Strategia wyborcza Marine Le Pen polega na gromadzeniu wokół siebie elektoratu suwerennościowego, chcącego większej niezależności Francji od organizacji międzynarodowych pokroju NATO oraz elektoratu socjalnego. Są to również poglądy dużej części wyborców Mélenchona. W związku z tym Le Pen na dalszy plan odsuwa kwestie tożsamościowe czy światopoglądowe.
Przyglądając się rozłożeniu głosów w drugiej turze widać, że na Macrona głosowali przede wszystkim ludzie lepiej sytuowani, a także emeryci.
https://twitter.com/KacperKita/status/1518961830433103872?cxt=HHwWgIC9pZXvt5QqAAAA
- KacperKita
Macron może także cieszyć się poparciem mieszkańców dużych miast, a zwłaszcza stolicy, podczas gdy na Le Pen chętniej głosują mieszkańcy wsi i miasteczek. Francuska scena polityczna jawi się więc obecnie nie jako miejsce starcia tradycyjnych konserwatystów, liberałów i socjalistów, lecz raczej jako konflikt między ceniącymi spokój mieszczanami a rozdrażnionymi robotnikami. Konflikt pomiędzy zwolennikami globalizmu a lokalizmu, pomiędzy nudnymi technokratami chcącymi dyktatorskimi metodami zachować liberalny status quo a ludźmi chcącymi przywrócić dawną świetność Francji (Zemmour), bądź też całkowicie negującymi tradycyjnie rozumiany naród francuski (Mélenchon).
Czy wobec rosnących napięć społecznych, coraz bardziej autorytarnych zapędów liberałów (wystarczy spojrzeć na sposób radzenia sobie z protestami żółtych kamizelek, czy protestami antylockdownowymi we Francji) oraz problemów z imigrantami, zmiękczanie przekazu przez Marine Le Pen jest odpowiednią taktyką? Czy przyjęty przez nią wizerunek troskliwej matki i miłośniczki kotów sprawdza się lepiej niż polaryzującego opinię publiczną radykała z opaską na oku, jakim był jej ojciec? A może jak twierdzi wielu w tym Zemmour, osoba z nazwiskiem Le Pen po prostu nie może wygrać we Francji?

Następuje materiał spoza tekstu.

//! sourcemat - batch PBR texture sets into Source engine materials

use anyhow::Result;
use clap::Parser;
use std::path::PathBuf;
use tracing_subscriber::EnvFilter;

use sourcemat::config::Config;
use sourcemat::pipeline;

#[derive(Parser)]
#[command(name = "sourcemat")]
#[command(version)]
#[command(about = "Converts PBR texture sets into Source engine VTF/VMT materials")]
struct Cli {
    /// Path to the settings file
    #[arg(short, long, default_value = "config.json")]
    config: PathBuf,

    /// Enable verbose logging (use RUST_LOG=debug for more detail)
    #[arg(short, long)]
    verbose: bool,
}

fn main() -> Result<()> {
    let cli = Cli::parse();

    // Only initialize logging if verbose or RUST_LOG is set
    if cli.verbose || std::env::var("RUST_LOG").is_ok() {
        tracing_subscriber::fmt()
            .with_env_filter(EnvFilter::from_default_env().add_directive(
                if cli.verbose {
                    "sourcemat=debug".parse()?
                } else {
                    "sourcemat=warn".parse()?
                },
            ))
            .init();
    }

    let config = Config::load(&cli.config)?;

    println!("sourcemat v{}", env!("CARGO_PKG_VERSION"));
    println!("Input:  {}", config.input_dir.display());
    println!("Output: {}", config.output_dir.display());
    println!();

    let stats = pipeline::run(&config)?;

    println!("\n=== Conversion Summary ===");
    println!(
        "Materials: {} converted, {} failed",
        stats.converted, stats.failed
    );
    if stats.failed > 0 {
        println!("\nSome materials failed. Check logs and run again.");
    } else {
        println!("\nAll conversions finished.");
    }

    Ok(())
}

Być może konsekwentnie przyjmowana przez Marine taktyka „dediabolizacji” przyniesie w końcu korzyść francuskim narodowcom. Być może jedyną szansą na zwycięstwo jest odrzucenie drobnomieszczańskiej poprawności i otwarte prezentowanie nacjonalistycznych postulatów. Jak na razie pewnym jest, że Francję czeka kolejne pięć lat rządów liberalno-autorytarnego globalisty.